The Northern Australian Food Futures Conference, held 17-20 May covered durian, jackfruit, rambutan, dragon fruit and longan.
"The key to all our development in the north is that it has to be economic," said NT Farmers CEO Greg Owens. "We can grow just about anything - but what will give a return to our growers? The theme of this conference is how can we do this while maintaining or improving the environment, and working with our regulators.
"We have a market advantage up here with the weather and we have some top-quality produce and we want to make it better. Then it is about delivering that; so, it is that market focus that is critical to that development in the north. Diversification is also something that we strongly look at and we send fruit from Perth to Brisbane and continue to send to southern markets and look overseas. But at the moment, the domestic market takes everything that we can produce."
Mr Owens says there already is "some excitement" surrounding jackfruit in the NT, with plenty of work on improving fruit quality; there is more acceptance across the markets, particularly the use of the fruit as a meat replacement.
"There are increased plantings across the Greater Darwin area, plus the work that the Territory's Department of Industry, Tourism and Trade is doing on selecting some of the better types from growers around the place," Mr Owens said. "Either the seedlings from their types or working on propagating clonals. We are getting to the point where we might be able to base the industry on some really great quality types rather than a variable range of seedlings that gives you all sorts of outcomes in terms of quality and quantity."
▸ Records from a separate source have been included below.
//! Event dispatch: receive surface, static routing, handler contract.
//!
//! ## Contents
//! - [`Handle`] — the consumer trait routed to by event type
//! - [`Dispatcher`], [`DispatcherBuilder`] — the per-topic receive surface
//! - [`Ack`], [`Disposition`] — the always-acknowledge response contract

mod dispatcher;
mod handler;

pub use dispatcher::{Ack, Dispatcher, DispatcherBuilder, Disposition};
pub use handler::Handle;
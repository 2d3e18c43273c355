//! Error types for wrfda-runner operations.
//!
//! Every staging or execution step of a run reports failures as a
//! [`RunError`]. The three categories of the taxonomy are:
//! - configuration errors (unreadable or malformed configuration, namelists
//!   or domain-count declarations)
//! - staging errors (filesystem failures, missing inputs, directory conflicts)
//! - execution errors (external processes failing to launch or exiting
//!   with a non-zero status)

use thiserror::Error;

/// Category of a [`RunError`].
#[derive(Debug, Clone, Copy, PartialEq, Eq)]
pub enum ErrorKind {
    Config,
    Staging,
    Execution,
}

/// Errors recorded by an execution context during a run.
///
/// The type is `Clone` so that the first recorded error can be kept in a
/// shared cell and handed back to every caller that asks for it.
#[derive(Debug, Clone, PartialEq, Eq, Error)]
pub enum RunError {
    #[error("configuration error: {0}")]
    Config(String),

    #[error("staging error: {0}")]
    Staging(String),

    #[error("working directory `{location}` already exists for {stage}")]
    Conflict { location: String, stage: String },

    #[error("execution of `{command}` failed: {reason}")]
    Execution { command: String, reason: String },
}

impl RunError {
    /// Builds a configuration error.
    pub fn config(message: impl Into<String>) -> Self {
        Self::Config(message.into())
    }

    /// Builds a staging error.
    pub fn staging(message: impl Into<String>) -> Self {
        Self::Staging(message.into())
    }

    /// Builds a directory conflict error for the given stage.
    pub fn conflict(location: impl ToString, stage: impl Into<String>) -> Self {
        Self::Conflict {
            location: location.to_string(),
            stage: stage.into(),
        }
    }

    /// Builds an execution error for the given command line.
    pub fn execution(command: impl Into<String>, reason: impl Into<String>) -> Self {
        Self::Execution {
            command: command.into(),
            reason: reason.into(),
        }
    }

    /// Returns the taxonomy category of this error.
    pub fn kind(&self) -> ErrorKind {
        match self {
            Self::Config(_) => ErrorKind::Config,
            Self::Staging(_) | Self::Conflict { .. } => ErrorKind::Staging,
            Self::Execution { .. } => ErrorKind::Execution,
        }
    }
}
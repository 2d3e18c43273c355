//! Configuration for the forecast pipeline.
//!
//! The configuration is a TOML file declaring the static program
//! directories, archives and namelist templates used to build a run, the
//! process counts used to launch each binary, environment overrides passed
//! to every spawned process, and a few run-level parameters.
//!
//! ```toml
//! [folders]
//! geodata_dir = "geodata"
//! covar_matrixes_dir = "matrix"
//! wps_prg = "WPS"
//! wrfda_prg = "WRFDA"
//! wrf_main_run_prg = "WRF-run"
//! wrf_ass_step_prg = "WRF-step"
//! gfs_archive = "/archive/gfs"
//! observations_archive = "/archive/obs"
//! namelists_dir = "namelists"
//!
//! [procs]
//! geogrid = 16
//! metgrid = 16
//! real = 16
//! wrfda = 64
//! wrfstep = 64
//!
//! [env]
//! I_MPI_HYDRA_HOSTS_GROUP = "node01,node02"
//!
//! [run]
//! forecast_hours = 48
//! radar_primary = "per-domain"
//! ```
//!
//! Relative folder paths are resolved against the directory containing the
//! configuration file.

use std::collections::BTreeMap;
use std::path::{Path, PathBuf};

use serde::{Deserialize, Deserializer};
use thiserror::Error;

use crate::error::RunError;
use crate::execution::DEFAULT_HOST;
use crate::folders::RadarNaming;

/// Environment override listing the compute hosts of a run.
pub const HOSTS_ENV_VAR: &str = "I_MPI_HYDRA_HOSTS_GROUP";

/// Errors that can occur while loading the configuration.
#[derive(Debug, Error)]
pub enum ConfigError {
    /// The configuration file could not be read.
    #[error("cannot read configuration file `{path}`: {source}")]
    Io {
        path: String,
        #[source]
        source: std::io::Error,
    },

    /// The configuration file is not valid TOML or misses required fields.
    #[error("cannot parse configuration: {0}")]
    Parse(String),

    /// Configuration validation failed.
    #[error("configuration validation failed: {0}")]
    ValidationFailed(String),
}

impl From<ConfigError> for RunError {
    fn from(err: ConfigError) -> Self {
        RunError::config(err.to_string())
    }
}

/// Paths of every directory the pipeline reads from.
#[derive(Debug, Clone, Deserialize)]
pub struct FoldersConf {
    /// Static geographical data used by geogrid.
    #[serde(alias = "GeodataDir")]
    pub geodata_dir: PathBuf,
    /// Background error covariance matrices, one subdirectory per season.
    #[serde(alias = "CovarMatrixesDir")]
    pub covar_matrixes_dir: PathBuf,
    /// WPS build directory.
    #[serde(alias = "WPSPrg")]
    pub wps_prg: PathBuf,
    /// WRFDA build directory.
    #[serde(alias = "WRFDAPrg")]
    pub wrfda_prg: PathBuf,
    /// WRF build used for the final forecast run.
    #[serde(alias = "WRFMainRunPrg")]
    pub wrf_main_run_prg: PathBuf,
    /// WRF build used for the assimilation step runs (and real.exe).
    #[serde(alias = "WRFAssStepPrg")]
    pub wrf_ass_step_prg: PathBuf,
    /// Archive of global model input data.
    #[serde(alias = "GFSArchive")]
    pub gfs_archive: PathBuf,
    /// Archive of radar and weather station observations.
    #[serde(alias = "ObservationsArchive")]
    pub observations_archive: PathBuf,
    /// Namelist templates.
    #[serde(alias = "NamelistsDir")]
    pub namelists_dir: PathBuf,
}

impl FoldersConf {
    fn resolve_relative_to(&mut self, base: &Path) {
        for path in [
            &mut self.geodata_dir,
            &mut self.covar_matrixes_dir,
            &mut self.wps_prg,
            &mut self.wrfda_prg,
            &mut self.wrf_main_run_prg,
            &mut self.wrf_ass_step_prg,
            &mut self.gfs_archive,
            &mut self.observations_archive,
            &mut self.namelists_dir,
        ] {
            if path.is_relative() {
                *path = base.join(&*path);
            }
        }
    }
}

/// Number of MPI processes used to launch each binary.
#[derive(Debug, Clone, Deserialize)]
pub struct ProcsConf {
    #[serde(alias = "GeogridProcCount", default = "one", deserialize_with = "process_count")]
    pub geogrid: u32,
    #[serde(alias = "MetgridProcCount", default = "one", deserialize_with = "process_count")]
    pub metgrid: u32,
    #[serde(alias = "WrfstepProcCount", default = "one", deserialize_with = "process_count")]
    pub wrfstep: u32,
    #[serde(alias = "WrfdaProcCount", default = "one", deserialize_with = "process_count")]
    pub wrfda: u32,
    #[serde(alias = "RealProcCount", default = "one", deserialize_with = "process_count")]
    pub real: u32,
}

impl Default for ProcsConf {
    fn default() -> Self {
        Self {
            geogrid: 1,
            metgrid: 1,
            wrfstep: 1,
            wrfda: 1,
            real: 1,
        }
    }
}

fn one() -> u32 {
    1
}

/// Accepts process counts written either as integers or as strings.
fn process_count<'de, D>(deserializer: D) -> Result<u32, D::Error>
where
    D: Deserializer<'de>,
{
    #[derive(Deserialize)]
    #[serde(untagged)]
    enum Raw {
        Int(u32),
        Text(String),
    }

    match Raw::deserialize(deserializer)? {
        Raw::Int(n) => Ok(n),
        Raw::Text(s) => s.trim().parse().map_err(serde::de::Error::custom),
    }
}

/// Run-level parameters.
#[derive(Debug, Clone, Deserialize)]
#[serde(default)]
pub struct RunSettings {
    /// Forecast length used when a run has no explicit end date.
    pub forecast_hours: u32,
    /// Radar archive naming tried first; the other one is the fallback.
    pub radar_primary: RadarNaming,
    /// Workers of the bulk input copy pool.
    pub copy_workers: usize,
    /// Upper bound of concurrent per-domain tasks in a fan-out.
    pub max_parallel_domains: usize,
}

impl Default for RunSettings {
    fn default() -> Self {
        Self {
            forecast_hours: 48,
            radar_primary: RadarNaming::PerDomain,
            copy_workers: 10,
            max_parallel_domains: 8,
        }
    }
}

/// Complete pipeline configuration.
#[derive(Debug, Clone, Deserialize)]
pub struct Configuration {
    #[serde(alias = "Folders")]
    pub folders: FoldersConf,
    #[serde(alias = "Procs", default)]
    pub procs: ProcsConf,
    /// Environment variables passed to every spawned process.
    #[serde(alias = "Env", default)]
    pub env: BTreeMap<String, String>,
    #[serde(alias = "Run", default)]
    pub run: RunSettings,
}

impl Configuration {
    /// Loads the configuration from a TOML file.
    ///
    /// # Errors
    ///
    /// Returns `ConfigError` if the file cannot be read, parsed or
    /// validated.
    pub fn load(path: impl AsRef<Path>) -> Result<Self, ConfigError> {
        let path = path.as_ref();
        let content = std::fs::read_to_string(path).map_err(|source| ConfigError::Io {
            path: path.display().to_string(),
            source,
        })?;

        let mut config = Self::from_toml_str(&content)?;
        let base = path.parent().unwrap_or_else(|| Path::new("."));
        config.folders.resolve_relative_to(base);
        config.validate()?;

        tracing::debug!(path = %path.display(), "Loaded configuration");
        Ok(config)
    }

    /// Parses a configuration from TOML text without resolving paths.
    pub fn from_toml_str(content: &str) -> Result<Self, ConfigError> {
        toml::from_str(content).map_err(|e| ConfigError::Parse(e.to_string()))
    }

    /// Validates the configuration values.
    pub fn validate(&self) -> Result<(), ConfigError> {
        let procs = [
            ("procs.geogrid", self.procs.geogrid),
            ("procs.metgrid", self.procs.metgrid),
            ("procs.wrfstep", self.procs.wrfstep),
            ("procs.wrfda", self.procs.wrfda),
            ("procs.real", self.procs.real),
        ];
        for (key, count) in procs {
            if count == 0 {
                return Err(ConfigError::ValidationFailed(format!(
                    "{} must be greater than 0",
                    key
                )));
            }
        }

        if self.run.forecast_hours == 0 {
            return Err(ConfigError::ValidationFailed(
                "run.forecast_hours must be greater than 0".to_string(),
            ));
        }

        if self.run.copy_workers == 0 {
            return Err(ConfigError::ValidationFailed(
                "run.copy_workers must be greater than 0".to_string(),
            ));
        }

        if self.run.max_parallel_domains == 0 {
            return Err(ConfigError::ValidationFailed(
                "run.max_parallel_domains must be greater than 0".to_string(),
            ));
        }

        Ok(())
    }

    /// Environment overrides as key/value pairs.
    pub fn env_vars(&self) -> Vec<(String, String)> {
        self.env
            .iter()
            .map(|(k, v)| (k.clone(), v.clone()))
            .collect()
    }

    /// Compute hosts of a run; the first one is the main host.
    pub fn hosts(&self) -> Vec<String> {
        let hosts: Vec<String> = self
            .env
            .get(HOSTS_ENV_VAR)
            .map(|group| {
                group
                    .split(',')
                    .map(str::trim)
                    .filter(|h| !h.is_empty())
                    .map(String::from)
                    .collect()
            })
            .unwrap_or_default();

        if hosts.is_empty() {
            vec![DEFAULT_HOST.to_string()]
        } else {
            hosts
        }
    }

    /// Host where stage directories are built and binaries are launched.
    pub fn main_host(&self) -> String {
        self.hosts().remove(0)
    }

    /// Builder method to set the default forecast length.
    pub fn with_forecast_hours(mut self, hours: u32) -> Self {
        self.run.forecast_hours = hours;
        self
    }

    /// Builder method to set the primary radar archive naming.
    pub fn with_radar_primary(mut self, naming: RadarNaming) -> Self {
        self.run.radar_primary = naming;
        self
    }

    /// Builder method to set the bulk copy pool size.
    pub fn with_copy_workers(mut self, workers: usize) -> Self {
        self.run.copy_workers = workers;
        self
    }

    /// Builder method to set the per-domain concurrency bound.
    pub fn with_max_parallel_domains(mut self, max: usize) -> Self {
        self.run.max_parallel_domains = max;
        self
    }

    /// Builder method to add an environment override.
    pub fn with_env(mut self, key: impl Into<String>, value: impl Into<String>) -> Self {
        self.env.insert(key.into(), value.into());
        self
    }
}

#[cfg(test)]
mod tests {
    use super::*;
    use tempfile::TempDir;

    const MINIMAL: &str = r#"
[folders]
geodata_dir = "geodata"
covar_matrixes_dir = "matrix"
wps_prg = "/opt/WPS"
wrfda_prg = "/opt/WRFDA"
wrf_main_run_prg = "/opt/WRF-run"
wrf_ass_step_prg = "/opt/WRF-step"
gfs_archive = "archive/gfs"
observations_archive = "archive/obs"
namelists_dir = "namelists"
"#;

    #[test]
    fn test_defaults() {
        let config = Configuration::from_toml_str(MINIMAL).unwrap();
        assert_eq!(config.procs.wrfda, 1);
        assert_eq!(config.run.forecast_hours, 48);
        assert_eq!(config.run.radar_primary, RadarNaming::PerDomain);
        assert_eq!(config.run.copy_workers, 10);
        assert!(config.env.is_empty());
        assert!(config.validate().is_ok());
    }

    #[test]
    fn test_load_resolves_relative_paths() {
        let tmp = TempDir::new().unwrap();
        let path = tmp.path().join("wrfda-runner.cfg");
        std::fs::write(&path, MINIMAL).unwrap();

        let config = Configuration::load(&path).unwrap();
        assert_eq!(config.folders.geodata_dir, tmp.path().join("geodata"));
        assert_eq!(config.folders.namelists_dir, tmp.path().join("namelists"));
        assert_eq!(config.folders.gfs_archive, tmp.path().join("archive/gfs"));
        assert_eq!(config.folders.wps_prg, PathBuf::from("/opt/WPS"));
    }

    #[test]
    fn test_legacy_keys_and_string_counts() {
        let content = r#"
[Folders]
GeodataDir = "/data/geog"
CovarMatrixesDir = "/data/be"
WPSPrg = "/opt/WPS"
WRFDAPrg = "/opt/WRFDA"
WRFMainRunPrg = "/opt/WRF-run"
WRFAssStepPrg = "/opt/WRF-step"
GFSArchive = "/archive/gfs"
ObservationsArchive = "/archive/obs"
NamelistsDir = "/data/namelists"

[Procs]
GeogridProcCount = "16"
MetgridProcCount = "16"
WrfstepProcCount = "84"
WrfdaProcCount = "50"
RealProcCount = 36

[Env]
OMP_NUM_THREADS = "1"
"#;
        let config = Configuration::from_toml_str(content).unwrap();
        assert_eq!(config.procs.wrfstep, 84);
        assert_eq!(config.procs.real, 36);
        assert_eq!(config.folders.wrfda_prg, PathBuf::from("/opt/WRFDA"));
        assert_eq!(
            config.env_vars(),
            vec![("OMP_NUM_THREADS".to_string(), "1".to_string())]
        );
    }

    #[test]
    fn test_run_settings() {
        let content = format!(
            "{}\n[run]\nforecast_hours = 42\nradar_primary = \"legacy\"\ncopy_workers = 20\n",
            MINIMAL
        );
        let config = Configuration::from_toml_str(&content).unwrap();
        assert_eq!(config.run.forecast_hours, 42);
        assert_eq!(config.run.radar_primary, RadarNaming::Legacy);
        assert_eq!(config.run.copy_workers, 20);
        assert_eq!(config.run.max_parallel_domains, 8);
    }

    #[test]
    fn test_hosts() {
        let config = Configuration::from_toml_str(MINIMAL).unwrap();
        assert_eq!(config.hosts(), vec!["localhost"]);
        assert_eq!(config.main_host(), "localhost");

        let config = config.with_env(HOSTS_ENV_VAR, "node01, node02,,node03");
        assert_eq!(config.hosts(), vec!["node01", "node02", "node03"]);
        assert_eq!(config.main_host(), "node01");
    }

    #[test]
    fn test_validation() {
        let config = Configuration::from_toml_str(MINIMAL).unwrap();
        let err = config.clone().with_copy_workers(0).validate().unwrap_err();
        assert!(err.to_string().contains("copy_workers"));

        let err = config.clone().with_forecast_hours(0).validate().unwrap_err();
        assert!(err.to_string().contains("forecast_hours"));

        let mut zero_procs = config;
        zero_procs.procs.wrfda = 0;
        let err = zero_procs.validate().unwrap_err();
        assert!(err.to_string().contains("procs.wrfda"));
    }

    #[test]
    fn test_missing_file() {
        let err = Configuration::load("/nonexistent/wrfda-runner.cfg").unwrap_err();
        assert!(matches!(err, ConfigError::Io { .. }));
        let run_err: RunError = err.into();
        assert_eq!(run_err.kind(), crate::error::ErrorKind::Config);
    }

    #[test]
    fn test_missing_folder_is_parse_error() {
        let err = Configuration::from_toml_str("[folders]\ngeodata_dir = \"x\"\n").unwrap_err();
        assert!(matches!(err, ConfigError::Parse(_)));
    }
}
With rambutans, Mr Owens explained that consumer demand is driving growth for the fruit, particularly in Sydney and Melbourne markets, pointing out that the industry is benefiting from some research around getting good flowering, pollination, and fruit set across the Northern Territory.
"If we can get the flowering and pollinations step right, that has been our limiting factor," he said. "But some work done around better-quality male trees and using native stingless bee pollinators is pointing the way to better orchard management and better productivity across the rambutan sector. But basically, we cannot grow enough to supply those markets."
While the production of dragon fruit is steady in the Northern Territory, there is some expansion across Queensland. Durians are also a stable crop at the moment, and Mr Owens says demand levels are meeting supply.
"It will be up to the growers to find out where they want to put their effort; whether it is into more marketing or product development, or anywhere else," he said. "We don't grow too many longans here in the Territory."